2022年5月に50歳になるのを機にエッセイをしたためるブログを始めました。10年続いたら祝杯をあげよう。

ピンホールの魔術師をたずねて

 

栃木県立美術館で開催中(9月4日まで)の『山中信夫回顧展』を取材した。記事は美術展ナビに載せていただいた。

artexhibition.jp

山中信夫は1948年に大阪で生まれ、1982年にアメリカで客死した写真家である。創作活動に打ち込んだ期間はわずか12年ほどだったが、その作品は現代のアート界に強い影響力を持っている。

山中が使ったカメラはピンホールカメラだ。少し年配の方なら、小学校の授業で自作のピンホールカメラをつくった記憶があるだろう。暗箱の中にフィルムや感光紙などを入れ、その向かい側に小さな針穴をあける。穴から差し込む光がもたらす像が写真になる仕組みだ。

www.honda.co.jp

ピンホールカメラには焦点がない。したがってピントをあわせるという操作も不要だ。
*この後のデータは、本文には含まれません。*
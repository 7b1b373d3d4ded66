use std::sync::Arc;

use chrono::{DateTime, Local};
use dashmap::DashMap;

use super::snapshot::AggregateSnapshot;
use super::window::TimeWindow;

/// Two-level concurrent counter: window start -> key -> count.
///
/// Window creation goes through the map's entry API, so the lookup and the
/// insert happen under one shard lock and exactly one `TimeWindow` is ever
/// registered per start instant. The shard lock is released before the
/// per-window lock is taken.
#[derive(Debug, Default)]
pub struct Aggregator {
    windows: DashMap<DateTime<Local>, Arc<TimeWindow>>,
}

impl Aggregator {
    pub fn new() -> Self {
        Self {
            windows: DashMap::new(),
        }
    }

    /// Count one event for `key` in the window starting at `start`.
    pub fn record_event(&self, start: DateTime<Local>, key: &str) {
        self.window(start).record(key);
    }

    /// Get the window starting at `start`, creating it if absent.
    pub fn window(&self, start: DateTime<Local>) -> Arc<TimeWindow> {
        let entry = self
            .windows
            .entry(start)
            .or_insert_with(|| Arc::new(TimeWindow::new(start)));
        Arc::clone(entry.value())
    }

    pub fn get(&self, start: &DateTime<Local>) -> Option<Arc<TimeWindow>> {
        self.windows.get(start).map(|w| Arc::clone(w.value()))
    }

    pub fn len(&self) -> usize {
        self.windows.len()
    }

    pub fn is_empty(&self) -> bool {
        self.windows.is_empty()
    }

    /// Copy every window out, sorted by start instant.
    ///
    /// Only consistent once all writers have stopped; taken concurrently it
    /// is a per-window point-in-time view.
    pub fn snapshot(&self) -> AggregateSnapshot {
        let windows: Vec<Arc<TimeWindow>> = self
            .windows
            .iter()
            .map(|entry| Arc::clone(entry.value()))
            .collect();

        let mut windows: Vec<_> = windows.iter().map(|w| w.snapshot()).collect();
        windows.sort_by_key(|w| w.start);

        AggregateSnapshot { windows }
    }
}
//! Report — the finished result of a run and its text/JSON renderings.

pub mod render;

use std::time::Duration;

use serde::{Serialize, Serializer};

use crate::aggregate::AggregateSnapshot;
use crate::conf::format_interval;
use crate::metrics::MetricsSnapshot;

pub use render::{render_json, render_text, ReportOptions};

/// Everything a run produced, frozen after every task has been joined.
#[derive(Debug, Clone, Serialize)]
pub struct GroupingReport {
    #[serde(serialize_with = "serialize_interval")]
    pub interval: Duration,
    pub snapshot: AggregateSnapshot,
    /// In arrival order per source.
    pub unmatched: Vec<String>,
    pub metrics: MetricsSnapshot,
}

fn serialize_interval<S: Serializer>(interval: &Duration, serializer: S) -> Result<S::Ok, S::Error> {
    serializer.serialize_str(&format_interval(*interval))
}
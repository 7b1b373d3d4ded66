//! Worker — one member of the classification pool.

use std::sync::Arc;

use tokio::sync::{mpsc, Mutex};
use tokio_util::sync::CancellationToken;
use tracing::{debug, warn};

use super::classify::{Classification, Classifier};
use crate::aggregate::Aggregator;
use crate::collect::UnmatchedCollector;
use crate::conf::TimestampPolicy;
use crate::error::{GrouperError, GrouperResult};
use crate::metrics::RunMetrics;

/// Receiving end of the intake queue, shared by the whole pool.
pub type SharedIntake = Arc<Mutex<mpsc::Receiver<String>>>;

pub struct Worker {
    pub id: usize,
    pub intake: SharedIntake,
    pub classifier: Arc<Classifier>,
    pub aggregator: Arc<Aggregator>,
    pub unmatched: Arc<UnmatchedCollector>,
    pub metrics: Arc<RunMetrics>,
    pub policy: TimestampPolicy,
    pub cancel: CancellationToken,
}

impl Worker {
    /// Consume lines until the queue is closed and drained.
    /// Returns the number of lines processed.
    pub async fn run(self) -> GrouperResult<u64> {
        let mut processed: u64 = 0;

        loop {
            let next = {
                let mut intake = tokio::select! {
                    _ = self.cancel.cancelled() => return Err(GrouperError::Cancelled),
                    guard = self.intake.lock() => guard,
                };
                tokio::select! {
                    _ = self.cancel.cancelled() => return Err(GrouperError::Cancelled),
                    line = intake.recv() => line,
                }
            };

            let Some(line) = next else {
                break;
            };

            self.process(line)?;
            processed += 1;
        }

        debug!(worker = self.id, processed, "worker drained");
        Ok(processed)
    }

    fn process(&self, line: String) -> GrouperResult<()> {
        let bad_timestamp = match self.classifier.classify(&line) {
            Classification::Matched { window, group } => {
                self.aggregator.record_event(window, group);
                self.metrics.record_matched();
                return Ok(());
            }
            Classification::NoMatch => None,
            Classification::BadTimestamp(error) => Some(error),
        };

        if let Some(error) = bad_timestamp {
            match self.policy {
                TimestampPolicy::Abort => {
                    return Err(GrouperError::Timestamp { line, error });
                }
                TimestampPolicy::Unmatched => {
                    warn!(worker = self.id, %error, "timestamp not parseable, counting line as unmatched");
                    self.metrics.record_bad_timestamp();
                }
            }
        }

        self.metrics.record_unmatched();
        self.unmatched.record(line);
        Ok(())
    }
}
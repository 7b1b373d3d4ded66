use std::sync::atomic::{AtomicU64, Ordering};

use serde::Serialize;

/// Counters for one grouping run.
///
/// All operations use `Ordering::Relaxed`; the values are only read for
/// reporting once every task has been joined, and the join itself provides
/// the happens-before edge.
#[derive(Debug, Default)]
pub struct RunMetrics {
    lines_read: AtomicU64,
    lines_matched: AtomicU64,
    lines_unmatched: AtomicU64,
    bad_timestamps: AtomicU64,
    sources_completed: AtomicU64,
}

impl RunMetrics {
    pub fn new() -> Self {
        Self::default()
    }

    #[inline]
    pub fn record_read(&self) {
        self.lines_read.fetch_add(1, Ordering::Relaxed);
    }

    #[inline]
    pub fn record_matched(&self) {
        self.lines_matched.fetch_add(1, Ordering::Relaxed);
    }

    #[inline]
    pub fn record_unmatched(&self) {
        self.lines_unmatched.fetch_add(1, Ordering::Relaxed);
    }

    /// A bad timestamp routed to the unmatched bucket counts as unmatched too.
    pub fn record_bad_timestamp(&self) {
        self.bad_timestamps.fetch_add(1, Ordering::Relaxed);
    }

    pub fn record_source_done(&self) {
        self.sources_completed.fetch_add(1, Ordering::Relaxed);
    }

    pub fn snapshot(&self) -> MetricsSnapshot {
        MetricsSnapshot {
            lines_read: self.lines_read.load(Ordering::Relaxed),
            lines_matched: self.lines_matched.load(Ordering::Relaxed),
            lines_unmatched: self.lines_unmatched.load(Ordering::Relaxed),
            bad_timestamps: self.bad_timestamps.load(Ordering::Relaxed),
            sources_completed: self.sources_completed.load(Ordering::Relaxed),
        }
    }
}

#[derive(Debug, Clone, Copy, Default, PartialEq, Eq, Serialize)]
pub struct MetricsSnapshot {
    pub lines_read: u64,
    pub lines_matched: u64,
    pub lines_unmatched: u64,
    pub bad_timestamps: u64,
    pub sources_completed: u64,
}

impl MetricsSnapshot {
    /// Matched ratio in percent, 0 when nothing was read.
    pub fn match_rate(&self) -> f64 {
        if self.lines_read == 0 {
            0.0
        } else {
            (self.lines_matched as f64 / self.lines_read as f64) * 100.0
        }
    }
}
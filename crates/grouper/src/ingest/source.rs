//! Source — a named input stream.

use std::fmt;
use std::io::Cursor;

use tokio::io::AsyncRead;

use crate::error::{GrouperError, GrouperResult};

/// Path value meaning "read standard input".
pub const STDIN_SENTINEL: &str = "-";

pub struct Source {
    name: String,
    reader: Box<dyn AsyncRead + Send + Unpin>,
}

impl Source {
    pub fn new<R>(name: impl Into<String>, reader: R) -> Self
    where
        R: AsyncRead + Send + Unpin + 'static,
    {
        Self {
            name: name.into(),
            reader: Box::new(reader),
        }
    }

    /// In-memory source, mostly for tests and embedding.
    pub fn from_bytes(name: impl Into<String>, bytes: impl Into<Vec<u8>>) -> Self {
        Self::new(name, Cursor::new(bytes.into()))
    }

    pub fn stdin() -> Self {
        Self::new("<stdin>", tokio::io::stdin())
    }

    /// Open a file, or standard input for `-`.
    pub async fn open(path: &str) -> GrouperResult<Self> {
        if path == STDIN_SENTINEL {
            return Ok(Self::stdin());
        }

        let file = tokio::fs::File::open(path)
            .await
            .map_err(|source| GrouperError::SourceOpen {
                source_name: path.to_string(),
                source,
            })?;
        Ok(Self::new(path, file))
    }

    /// Open every path before anything is read; the first failure aborts.
    /// No paths means standard input.
    pub async fn open_all(paths: &[String]) -> GrouperResult<Vec<Self>> {
        if paths.is_empty() {
            return Ok(vec![Self::stdin()]);
        }

        let mut sources = Vec::with_capacity(paths.len());
        for path in paths {
            sources.push(Self::open(path).await?);
        }
        Ok(sources)
    }

    pub fn name(&self) -> &str {
        &self.name
    }

    pub fn into_parts(self) -> (String, Box<dyn AsyncRead + Send + Unpin>) {
        (self.name, self.reader)
    }
}

impl fmt::Debug for Source {
    fn fmt(&self, f: &mut fmt::Formatter<'_>) -> fmt::Result {
        f.debug_struct("Source").field("name", &self.name).finish_non_exhaustive()
    }
}
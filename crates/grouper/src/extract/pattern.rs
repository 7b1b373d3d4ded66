use grep_matcher::{Captures, Matcher};
use grep_regex::{RegexMatcher, RegexMatcherBuilder};

use crate::conf::profile::APACHE_ACCESS_PATTERN;
use crate::error::ConfigError;

/// Name of the capture group holding the event timestamp.
pub const TIMESTAMP_CAPTURE: &str = "timestamp";
/// Name of the capture group holding the classification key.
pub const GROUP_CAPTURE: &str = "group";

/// The two captures of a matching line, borrowed from the line itself.
#[derive(Debug, Clone, Copy, PartialEq, Eq)]
pub struct Extracted<'a> {
    pub timestamp: &'a str,
    pub group: &'a str,
}

/// Compiled line pattern.
///
/// Validation happens once in [`PatternExtractor::new`]; matching afterwards
/// only reads the compiled matcher, so one extractor can be shared by every
/// worker behind an `Arc`.
#[derive(Debug)]
pub struct PatternExtractor {
    matcher: RegexMatcher,
    timestamp_index: usize,
    group_index: usize,
}

impl PatternExtractor {
    pub fn new(pattern: &str) -> Result<Self, ConfigError> {
        let matcher = RegexMatcherBuilder::new()
            .multi_line(false)
            .build(pattern)
            .map_err(|e| ConfigError::InvalidPattern(e.to_string()))?;

        let timestamp_index = Self::require_capture(&matcher, TIMESTAMP_CAPTURE)?;
        let group_index = Self::require_capture(&matcher, GROUP_CAPTURE)?;

        Ok(Self {
            matcher,
            timestamp_index,
            group_index,
        })
    }

    fn require_capture(matcher: &RegexMatcher, name: &'static str) -> Result<usize, ConfigError> {
        matcher
            .capture_index(name)
            .ok_or(ConfigError::MissingCaptureGroup {
                name,
                example: APACHE_ACCESS_PATTERN,
            })
    }

    /// Apply the pattern to `line`.
    ///
    /// Returns `None` when the line does not match, or when either named
    /// group did not take part in the match.
    pub fn extract<'a>(&self, line: &'a str) -> Option<Extracted<'a>> {
        let mut caps = self.matcher.new_captures().ok()?;
        if !self.matcher.captures(line.as_bytes(), &mut caps).unwrap_or(false) {
            return None;
        }

        let timestamp = caps.get(self.timestamp_index)?;
        let group = caps.get(self.group_index)?;

        Some(Extracted {
            timestamp: line.get(timestamp.start()..timestamp.end())?,
            group: line.get(group.start()..group.end())?,
        })
    }
}
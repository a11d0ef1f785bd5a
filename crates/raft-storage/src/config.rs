//! # config
//!
//! why: collect everything a log instance needs before it is opened
//! relations: consumed by log.rs; codec.rs supplies the default codec
//! what: LogConfig builder, LogHooks trait, NoopHooks

use std::fmt;
use std::path::{Path, PathBuf};
use std::sync::Arc;

use async_trait::async_trait;

use crate::codec::{Codec, Crc32Codec};
use crate::error::Result;
use crate::Seq;

/// default number of index entries read per iterator batch
pub const DEFAULT_STEP: usize = 64;

/// callbacks run at fixed points of the durability protocol
#[async_trait]
pub trait LogHooks: Send + Sync + 'static {
    /// runs once data up to `seq` is durable, before the lock record is cleared
    async fn pre_commit(&self, _seq: Seq) -> Result<()> {
        Ok(())
    }

    /// runs once a truncation down to `seq` is durable
    async fn post_truncate(&self, _seq: Seq) -> Result<()> {
        Ok(())
    }
}

/// hooks that do nothing
#[derive(Debug, Default, Clone, Copy)]
pub struct NoopHooks;

impl LogHooks for NoopHooks {}

/// construction parameters for a [`crate::Log`]
#[derive(Clone)]
pub struct LogConfig {
    pub dir: PathBuf,
    pub name: String,
    pub step: usize,
    pub codec: Arc<dyn Codec>,
    pub hooks: Arc<dyn LogHooks>,
}

impl LogConfig {
    pub fn new(dir: impl Into<PathBuf>, name: impl Into<String>) -> Self {
        Self {
            dir: dir.into(),
            name: name.into(),
            step: DEFAULT_STEP,
            codec: Arc::new(Crc32Codec),
            hooks: Arc::new(NoopHooks),
        }
    }

    /// index entries fetched per iterator batch (at least 1)
    pub fn with_step(mut self, step: usize) -> Self {
        self.step = step.max(1);
        self
    }

    pub fn with_codec(mut self, codec: Arc<dyn Codec>) -> Self {
        self.codec = codec;
        self
    }

    pub fn with_hooks(mut self, hooks: Arc<dyn LogHooks>) -> Self {
        self.hooks = hooks;
        self
    }

    pub fn body_path(&self) -> PathBuf {
        self.stream_path("body")
    }

    pub fn index_path(&self) -> PathBuf {
        self.stream_path("index")
    }

    pub fn lock_path(&self) -> PathBuf {
        self.stream_path("lock")
    }

    pub fn dir(&self) -> &Path {
        &self.dir
    }

    fn stream_path(&self, ext: &str) -> PathBuf {
        self.dir.join(format!("{}.{}", self.name, ext))
    }
}

impl fmt::Debug for LogConfig {
    fn fmt(&self, f: &mut fmt::Formatter<'_>) -> fmt::Result {
        f.debug_struct("LogConfig")
            .field("dir", &self.dir)
            .field("name", &self.name)
            .field("step", &self.step)
            .finish_non_exhaustive()
    }
}
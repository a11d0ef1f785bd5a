//! # election
//!
//! why: pick at most one leader per term
//! relations: extends NodeInner from node.rs; rules live in state.rs; a win starts replication.rs
//! what: candidacy, vote collection, leader takeover, heartbeat loop, no-op supervisor, vote handling

use std::sync::Arc;

use tokio::time::MissedTickBehavior;
use tracing::{debug, info};

use crate::error::RaftError;
use crate::log::LogEntry;
use crate::message::RaftMessage;
use crate::node::NodeInner;
use crate::state::NodeState;
use crate::{NodeId, Seq, Term};

impl NodeInner {
    /// become a candidate and ask every peer for its vote
    pub(crate) fn run_election(self: &Arc<Self>) {
        if !self.is_running() {
            return;
        }
        let size = self.cluster_size();
        let (term, won, last_index, last_term) = self.update(|st| {
            let term = st.start_election();
            let won = st.has_quorum(&self.quorum, size);
            (term, won, st.last_index, st.last_term)
        });
        info!(node = self.id(), term, last_index, "starting election");

        if won {
            self.become_leader(term);
            return;
        }
        for peer in self.config.peers() {
            let inner = self.clone();
            self.tasks
                .spawn(async move { inner.request_vote(peer, term, last_term, last_index).await });
        }
    }

    async fn request_vote(self: Arc<Self>, peer: NodeId, term: Term, last_term: Term, last_index: Seq) {
        let request = RaftMessage::VoteRequest {
            term,
            prev_term: last_term,
            prev_index: last_index,
        };
        let reply = match self.rpc(peer, request, self.config.vote_timeout, "vote").await {
            Ok(reply) => reply,
            Err(RaftError::Closed) => return,
            Err(e) => {
                self.warn(e);
                return;
            }
        };

        match reply {
            reply if reply.term() > term => self.step_down(reply.term()),
            RaftMessage::Vote {
                term: voted_in,
                granted,
                group,
            } => {
                debug!(node = self.id(), peer, term, granted, "vote received");
                let size = self.cluster_size();
                let won = self.update(|st| {
                    st.record_vote(peer, voted_in, granted, group, &self.quorum, size)
                });
                if won {
                    self.become_leader(term);
                }
            }
            RaftMessage::Err {
                term, code, message, ..
            } => {
                self.warn(RaftError::from_remote(term, code, message));
            }
            other => self.warn(RaftError::Malformed(format!(
                "{} reply to a vote request",
                other.kind()
            ))),
        }
    }

    /// take over as leader of `term` if this node is still campaigning in it
    fn become_leader(self: &Arc<Self>, term: Term) {
        let peers: Vec<NodeId> = self.config.peers().collect();
        let established = self.update(|st| {
            if st.role != NodeState::Candidate || st.term != term {
                return None;
            }
            st.become_leader(peers);
            Some(st.established)
        });
        let Some(established) = established else {
            return;
        };
        info!(node = self.id(), term, "elected leader");

        let inner = self.clone();
        self.tasks.spawn(async move { inner.heartbeat_loop(term).await });
        self.replicate_all();
        if !established {
            let inner = self.clone();
            self.tasks.spawn(async move { inner.append_noop(term).await });
        }
    }

    async fn heartbeat_loop(self: Arc<Self>, term: Term) {
        let mut ticker = tokio::time::interval(self.config.heartbeat_interval);
        ticker.set_missed_tick_behavior(MissedTickBehavior::Delay);
        // the first tick completes immediately
        ticker.tick().await;
        loop {
            tokio::select! {
                _ = self.shutdown.cancelled() => return,
                _ = ticker.tick() => {}
            }
            if !self.state().is_leader_in(term) {
                debug!(node = self.id(), term, "heartbeat stopped");
                return;
            }
            self.replicate_all();
        }
    }

    /// append the term's no-op entry, retrying with capped backoff
    ///
    /// stops once the entry is in the log or leadership of `term` is lost
    async fn append_noop(self: Arc<Self>, term: Term) {
        let body = LogEntry::noop(term).encode();
        let mut backoff = self.config.heartbeat_interval;
        loop {
            if !self.state().is_leader_in(term) {
                return;
            }
            match self
                .leader_append(term, std::slice::from_ref(&body), false)
                .await
            {
                Ok(appended) => {
                    debug!(node = self.id(), term, seq = appended.first, "no-op appended");
                    self.replicate_all();
                    return;
                }
                Err(RaftError::NotLeader | RaftError::Closed) => return,
                Err(e) => self.warn(e),
            }
            tokio::select! {
                _ = self.shutdown.cancelled() => return,
                _ = tokio::time::sleep(backoff) => {}
            }
            backoff = (backoff * 2).min(self.config.election_timeout);
        }
    }

    pub(crate) async fn handle_vote_request(
        &self,
        from: NodeId,
        term: Term,
        prev_term: Term,
        prev_index: Seq,
    ) -> RaftMessage {
        let _serial = self.serial.lock().await;
        let decision = self.update(|st| {
            st.handle_vote_request(from, term, prev_term, prev_index)
                .map(|granted| (granted, st.term))
        });
        match decision {
            Ok((granted, current)) => {
                debug!(node = self.id(), peer = from, term, granted, "vote request");
                RaftMessage::Vote {
                    term: current,
                    granted,
                    group: self.config.group.clone(),
                }
            }
            Err(e) => {
                let reply = RaftMessage::from_error(self.state().term, &e);
                self.fail(e);
                reply
            }
        }
    }
}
頭の中で構図を決めたら、あとは運に任せて作品の仕上がりを待つほかない。

極めて受動的な創作手法であるが、技術の介入の余地が少ない代わりに、作家のコンセプトが介入する余地は相対的に増す。あえて現代の高性能なカメラを捨て、自然の成り行きに委ねて出来上がる原始的な作品には、写真と絵画の境界線を曖昧にするメッセージが含まれている。

山中信夫 《マンハッタンの太陽(1)》1980年

現代アート写真の大半はコンセプチュアルアートである。ただ美しい、面白いだけの写真が作品と認知されることは少ない。コンセプチュアルアート作品は作家自身による解説を要する。写真や映像が現代アート作品として成立するためには、作品にどんな意図があるのか、コンセプトについて作家自身の言葉で補完する必要があるのだ。

しかし山中は自作のコンセプトをほとんど語らなかった。色々と言いたいことはあったと思うのだが、言葉より先に体が動いてしまうタイプの作家だったのだろう。あるいは、いつの日か自作についてまとめて語る機会を探っていたのかもしれない。34年という歳月は、山中の創作意欲を満たすためにはあまりにも短すぎた。

私は写真の素人だ。仕事で一眼レフを使うが、テクニカルなことはわからないし、ファインアート写真の知識もおぼつかない。そんな私でも(だからこそ、かもしれない)、山中の作品には強く心惹かれるものがあった。幸いなことに栃木県立美術館には《太陽シリーズ》など主要作品が数多く収蔵されている。今後も山中作品の研究が進むに伴い、より刺激的なテーマの展覧会が開かれることだろう。